== Segment start ==

//! Per-document driver: classify, normalize, clean, OCR and overlay each
//! page, then write the compacted result and verify it.

use std::path::Path;

use tracing::{info, instrument, warn};

use crate::mask::Mask;
use crate::ocr::provider::OcrProvider;
use crate::ocr::textline::TextLine;
use crate::ocr::{apply, classify, clean, draw, normalize, request};
use crate::pdf::{Pdf, PdfError};

#[derive(Debug, thiserror::Error)]
pub enum PipelineError {
    #[error(transparent)]
    Pdf(#[from] PdfError),
    /// Corrupt inputs can produce an empty or truncated output document,
    /// sometimes without any earlier error; the page count check catches
    /// them after the final save.
    #[error("output document contains {actual} pages instead of {expected}")]
    PageCountMismatch { expected: usize, actual: usize },
    #[error(transparent)]
    Io(#[from] std::io::Error),
}

impl PipelineError {
    /// Errors worth one Ghostscript repair attempt: structurally bad input
    /// or a save that silently lost pages.
    fn is_repairable(&self) -> bool {
        match self {
            PipelineError::Pdf(err) => err.is_format_error(),
            PipelineError::PageCountMismatch { .. } => true,
            PipelineError::Io(_) => false,
        }
    }
}

#[derive(Debug, Clone)]
pub struct ProcessOptions {
    /// Global confidence threshold in [0, 1].
    pub confidence_threshold: f32,
    pub use_aggressive_strategy: bool,
    /// When set, only this page (zero-based) is processed and the output
    /// contains it plus a page with the visible overlay.
    pub debug_page: Option<usize>,
}

#[derive(Debug, Clone, Default, serde::Serialize)]
pub struct ProcessResult {
    pub number_of_pages: Option<usize>,
}

/// Runs the pipeline, falling back to a Ghostscript rewrite of the input
/// when the first attempt fails on an input-format problem.
pub async fn process(
    input_path: &Path,
    output_path: &Path,
    tmp_dir: &Path,
    provider: &dyn OcrProvider,
    options: &ProcessOptions,
) -> Result<ProcessResult, PipelineError> {
    match process_pdf(input_path, output_path, tmp_dir, provider, options).await {
        Ok(result) => Ok(result),
        Err(err) if err.is_repairable() => {
            warn!("encountered {err}; trying Ghostscript preprocessing");
            let repaired_path = tmp_dir.join("gs.pdf");
            ghostscript_rewrite(input_path, &repaired_path).await?;
            process_pdf(&repaired_path, output_path, tmp_dir, provider, options).await
        }
        Err(err) => Err(err),
    }
}

async fn ghostscript_rewrite(input_path: &Path, output_path: &Path) -> Result<(), PipelineError> {
    let status = tokio::process::Command::new("gs")
        .arg("-sDEVICE=pdfwrite")
        .arg("-dCompatibilityLevel=1.4")
        .arg("-dPDFSETTINGS=/default")
        .arg("-dNOPAUSE")
        .arg("-dQUIET")
        .arg("-dBATCH")
        .arg(format!("-sOutputFile={}", output_path.display()))
        .arg(input_path)
        .status()
        .await?;
    if !status.success() {
        warn!("ghostscript exited with {status}");
    }
    Ok(())
}

#[instrument(skip_all, fields(input = %in_path.display()))]
async fn process_pdf(
    in_path: &Path,
    out_path: &Path,
    tmp_dir: &Path,
    provider: &dyn OcrProvider,
    options: &ProcessOptions,
) -> Result<ProcessResult, PipelineError> {
    std::fs::create_dir_all(tmp_dir)?;

    let mut doc = Pdf::open(in_path)?;
    let in_page_count = doc.page_count();
    let mut debug_lines: Vec<TextLine> = Vec::new();

    for page_index in 0..in_page_count {
        if let Some(debug_page) = options.debug_page {
            if page_index != debug_page {
                continue;
            }
        }
        info!("page {}/{}", page_index + 1, in_page_count);

        let digitally_born = classify::is_digitally_born(&doc.bbox_log(page_index)?);

        if !digitally_born {
            normalize::resize_page(&mut doc, page_index)?;
            normalize::replace_jpx_images(&mut doc, page_index)?;
            normalize::crop_images(&mut doc, page_index)?;
        }

        let visible_text_mask: Option<Mask> = if options.use_aggressive_strategy {
            Some(clean::clean_old_ocr_aggressive(&mut doc, page_index)?)
        } else if !digitally_born {
            clean::clean_old_ocr(&mut doc, page_index)?;
            None
        } else {
            info!("skipping digitally-born page");
            continue;
        };

        let lines_to_draw = process_page(
            &doc,
            page_index,
            provider,
            tmp_dir,
            options,
            visible_text_mask.as_ref(),
        )
        .await?;
        draw::draw_ocr_text_page(&mut doc, page_index, &lines_to_draw, false)?;
        if options.debug_page.is_some() {
            debug_lines = lines_to_draw;
        }
    }

    if let Some(debug_page) = options.debug_page {
        doc.keep_only_page(debug_page)?;
        draw::append_visible_overlay_page(&mut doc, 0, &debug_lines)?;
    }

    doc.save_compact(out_path)?;

    // Re-open to verify both readability and the page count; corrupt inputs
    // have produced broken outputs without any error before.
    let out_page_count = Pdf::open(out_path)?.page_count();
    if options.debug_page.is_none() && out_page_count != in_page_count {
        return Err(PipelineError::PageCountMismatch {
            expected: in_page_count,
            actual: out_page_count,
        });
    }
    Ok(ProcessResult {
        number_of_pages: Some(out_page_count),
    })
}

/// OCR for a single page; failures that only affect this page degrade to an
/// empty line set.
async fn process_page(
    doc: &Pdf,
    page_index: usize,
    provider: &dyn OcrProvider,
    tmp_dir: &Path,
    options: &ProcessOptions,
    visible_text_mask: Option<&Mask>,
) -> Result<Vec<TextLine>, PipelineError> {
    let request_doc = match request::build_request_document(doc, page_index)? {
        Some(request_doc) => request_doc,
        None => return Ok(Vec::new()),
    };
    let mut job = apply::OcrJob::new(
        provider,
        options.confidence_threshold,
        request_doc,
        visible_text_mask,
        tmp_dir,
    )?;
    let clip = job.page_rect();
    job.apply_ocr(clip).await
}

#[cfg(test)]
mod tests {
    use super::*;
    use crate::geometry::Rect;
    use crate::ocr::provider::schema::{
        BoundingBox, Geometry, OcrDocument, OcrLine, OcrPage, OcrWord, PolygonPoint,
    };
    use crate::ocr::provider::stub::StubProvider;
    use crate::pdf::testutil::{document_with_pages, tiny_jpeg};
    use crate::pdf::BboxKind;

    fn normalized_geometry(left: f32, top: f32, width: f32, height: f32) -> Geometry {
        Geometry {
            bounding_box: BoundingBox {
                left,
                top,
                width,
                height,
            },
            polygon: vec![
                PolygonPoint { x: left, y: top },
                PolygonPoint {
                    x: left + width,
                    y: top,
                },
                PolygonPoint {
                    x: left + width,
                    y: top + height,
                },
                PolygonPoint {
                    x: left,
                    y: top + height,
                },
            ],
        }
    }

    fn one_line_response(text: &str) -> OcrDocument {
        let geometry = normalized_geometry(0.1, 0.1, 0.4, 0.02);
        OcrDocument {
            pages: vec![OcrPage {
                lines: vec![OcrLine {
                    text: text.into(),
                    confidence: 99.0,
                    geometry: geometry.clone(),
                    words: vec![OcrWord {
                        text: text.into(),
                        confidence: 99.0,
                        geometry,
                    }],
                }],
                orientation_degrees: 0.0,
            }],
        }
    }

    fn scan_document(pages: usize) -> (tempfile::TempDir, std::path::PathBuf) {
        let tmp = tempfile::tempdir().expect("tempdir");
        // Every page is a full-bleed scan image: not digitally born.
        let mut pdf = document_with_pages(&vec![String::new(); pages], 600.0, 800.0);
        for index in 0..pages {
            let name = crate::pdf::testutil::add_jpeg_xobject(&mut pdf, index, tiny_jpeg(24, 32), 24, 32);
            pdf.set_page_content(
                index,
                format!("q 600 0 0 800 0 0 cm /{name} Do Q").into_bytes(),
            )
            .expect("set content");
        }
        let path = tmp.path().join("input.pdf");
        let bytes = pdf.save_to_bytes().expect("serialize");
        std::fs::write(&path, bytes).expect("write input");
        (tmp, path)
    }

    fn options() -> ProcessOptions {
        ProcessOptions {
            confidence_threshold: 0.9,
            use_aggressive_strategy: false,
            debug_page: None,
        }
    }

    #[tokio::test]
    async fn test_process_preserves_page_count() {
        let (tmp, input) = scan_document(3);
        let output = tmp.path().join("output.pdf");
        let provider = StubProvider::new(vec![Ok(one_line_response("hello"))]);
        let result = process(&input, &output, tmp.path(), &provider, &options())
            .await
            .expect("pipeline");
        assert_eq!(result.number_of_pages, Some(3));
        assert_eq!(Pdf::open(&output).unwrap().page_count(), 3);
    }

    #[tokio::test]
    async fn test_process_adds_invisible_text_layer() {
        let (tmp, input) = scan_document(1);
        let output = tmp.path().join("output.pdf");
        let provider = StubProvider::new(vec![Ok(one_line_response("buried treasure"))]);
        process(&input, &output, tmp.path(), &provider, &options())
            .await
            .expect("pipeline");

        let out = Pdf::open(&output).unwrap();
        let log = out.bbox_log(0).unwrap();
        let ignore_entries: Vec<_> = log
            .iter()
            .filter(|e| e.kind == BboxKind::IgnoreText)
            .collect();
        assert_eq!(ignore_entries.len(), 1, "log was {log:?}");
        // Normalized (0.1, 0.1, 0.4 wide) on a 600x800 page.
        let rect = ignore_entries[0].rect;
        assert!((rect.x0 - 60.0).abs() < 2.0, "rect {rect:?}");
        assert!((rect.x1 - 300.0).abs() < 2.0, "rect {rect:?}");
    }

    #[tokio::test]
    async fn test_digitally_born_pages_are_skipped() {
        let tmp = tempfile::tempdir().expect("tempdir");
        let pdf = document_with_pages(
            &["BT /F1 12 Tf 100 700 Td (born digital) Tj ET".to_string()],
            600.0,
            800.0,
        );
        let input = tmp.path().join("input.pdf");
        let mut pdf = pdf;
        std::fs::write(&input, pdf.save_to_bytes().unwrap()).unwrap();
        let output = tmp.path().join("output.pdf");

        let provider = StubProvider::new(vec![Ok(one_line_response("nothing"))]);
        process(&input, &output, tmp.path(), &provider, &options())
            .await
            .expect("pipeline");
        assert_eq!(provider.call_count(), 0, "no OCR for digitally-born pages");
        let out = Pdf::open(&output).unwrap();
        assert!(out
            .bbox_log(0)
            .unwrap()
            .iter()
            .all(|e| e.kind != BboxKind::IgnoreText));
    }

    #[tokio::test]
    async fn test_debug_page_mode_outputs_two_pages() {
        let (tmp, input) = scan_document(3);
        let output = tmp.path().join("output.pdf");
        let provider = StubProvider::new(vec![Ok(one_line_response("page two"))]);
        let mut opts = options();
        opts.debug_page = Some(1);
        let result = process(&input, &output, tmp.path(), &provider, &opts)
            .await
            .expect("pipeline");
        assert_eq!(result.number_of_pages, Some(2));
        // Exactly one OCR call: only the selected page was processed.
        assert_eq!(provider.call_count(), 1);

        let out = Pdf::open(&output).unwrap();
        assert_eq!(out.page_count(), 2);
        // The appended overlay page carries visible text.
        assert!(out
            .bbox_log(1)
            .unwrap()
            .iter()
            .any(|e| e.kind == BboxKind::FillText));
    }

    #[tokio::test]
    async fn test_provider_rejection_still_produces_output() {
        let (tmp, input) = scan_document(1);
        let output = tmp.path().join("output.pdf");
        let provider = StubProvider::new(vec![Err(
            crate::ocr::provider::OcrError::InvalidParameter("too big".into()),
        )]);
        let result = process(&input, &output, tmp.path(), &provider, &options())
            .await
            .expect("pipeline must absorb provider rejections");
        assert_eq!(result.number_of_pages, Some(1));
    }

    #[tokio::test]
    async fn test_unreadable_input_fails() {
        let tmp = tempfile::tempdir().expect("tempdir");
        let input = tmp.path().join("input.pdf");
        std::fs::write(&input, b"not a pdf at all").unwrap();
        let output = tmp.path().join("output.pdf");
        let provider = StubProvider::new(vec![]);
        let result = process(&input, &output, tmp.path(), &provider, &options()).await;
        assert!(result.is_err());
    }
}
//! In-memory registry of active jobs, one at most per file name.

use std::collections::HashMap;
use std::sync::Mutex;

use underlay_core::ProcessResult;

#[derive(Debug, Clone)]
pub enum TaskOutcome {
    Success(ProcessResult),
    Failure,
}

#[derive(Debug)]
enum TaskState {
    Running,
    Finished(TaskOutcome),
}

/// What a collect call observed.
#[derive(Debug)]
pub enum Collected {
    NoSuchTask,
    StillRunning,
    Finished(TaskOutcome),
}

#[derive(Default)]
pub struct TaskRegistry {
    tasks: Mutex<HashMap<String, TaskState>>,
}

impl TaskRegistry {
    /// Registers a task for the file. Refuses (returns false) while another
    /// task for the same file is active.
    pub fn start(&self, file: &str) -> bool {
        let mut tasks = self.tasks.lock().expect("task registry poisoned");
        if tasks.contains_key(file) {
            return false;
        }
        tasks.insert(file.to_string(), TaskState::Running);
        true
    }

    pub fn finish(&self, file: &str, outcome: TaskOutcome) {
        let mut tasks = self.tasks.lock().expect("task registry poisoned");
        tasks.insert(file.to_string(), TaskState::Finished(outcome));
    }

    /// Reads the task state; a finished task is removed by this read.
    pub fn collect(&self, file: &str) -> Collected {
        let mut tasks = self.tasks.lock().expect("task registry poisoned");
        match tasks.get(file) {
            None => Collected::NoSuchTask,
            Some(TaskState::Running) => Collected::StillRunning,
            Some(TaskState::Finished(_)) => match tasks.remove(file) {
                Some(TaskState::Finished(outcome)) => Collected::Finished(outcome),
                _ => Collected::NoSuchTask,
            },
        }
    }
}

#[cfg(test)]
mod tests {
    use super::*;

    #[test]
    fn test_single_task_per_file() {
        let registry = TaskRegistry::default();
        assert!(registry.start("a.pdf"));
        assert!(!registry.start("a.pdf"));
        assert!(registry.start("b.pdf"));
    }

    #[test]
    fn test_collect_lifecycle() {
        let registry = TaskRegistry::default();
        assert!(matches!(registry.collect("a.pdf"), Collected::NoSuchTask));

        registry.start("a.pdf");
        assert!(matches!(registry.collect("a.pdf"), Collected::StillRunning));

        registry.finish("a.pdf", TaskOutcome::Success(ProcessResult::default()));
        assert!(matches!(
            registry.collect("a.pdf"),
            Collected::Finished(TaskOutcome::Success(_))
        ));
        // The terminal read removed the entry; the file can be started
        // again.
        assert!(matches!(registry.collect("a.pdf"), Collected::NoSuchTask));
        assert!(registry.start("a.pdf"));
    }
}
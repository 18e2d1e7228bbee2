//! Decides whether a page already carries real (vector) text.

use crate::geometry::Rect;
use crate::pdf::{BboxEntry, BboxKind};

/// A page is digitally born as soon as it draws visible text, unless all of
/// that text is covered by an image.
///
/// The exception handles scans where a previous OCR pass stored its result
/// as regular fill-text and the scan image is painted over it afterwards;
/// such pages still need OCR. A page without any image always counts as
/// digitally born.
pub fn is_digitally_born(log: &[BboxEntry]) -> bool {
    let mut text_union = Rect::default();
    let mut all_text_covered = false;
    let mut has_image = false;

    for entry in log {
        match entry.kind {
            // Degenerate text rectangles occur in the wild and carry no
            // visible glyphs.
            BboxKind::FillText | BboxKind::StrokeText if !entry.rect.is_empty() => {
                all_text_covered = false;
                text_union = text_union.union(&entry.rect);
            }
            BboxKind::FillImage => {
                has_image = true;
                if !text_union.is_empty() && entry.rect.contains(&text_union) {
                    all_text_covered = true;
                }
            }
            _ => {}
        }
    }

    !(has_image && (text_union.is_empty() || all_text_covered))
}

== Segment end ==

Identify the lines above with the word "opts". Copy them.

        let mut opts = options();
        opts.debug_page = Some(1);
        let result = process(&input, &output, tmp.path(), &provider, &opts)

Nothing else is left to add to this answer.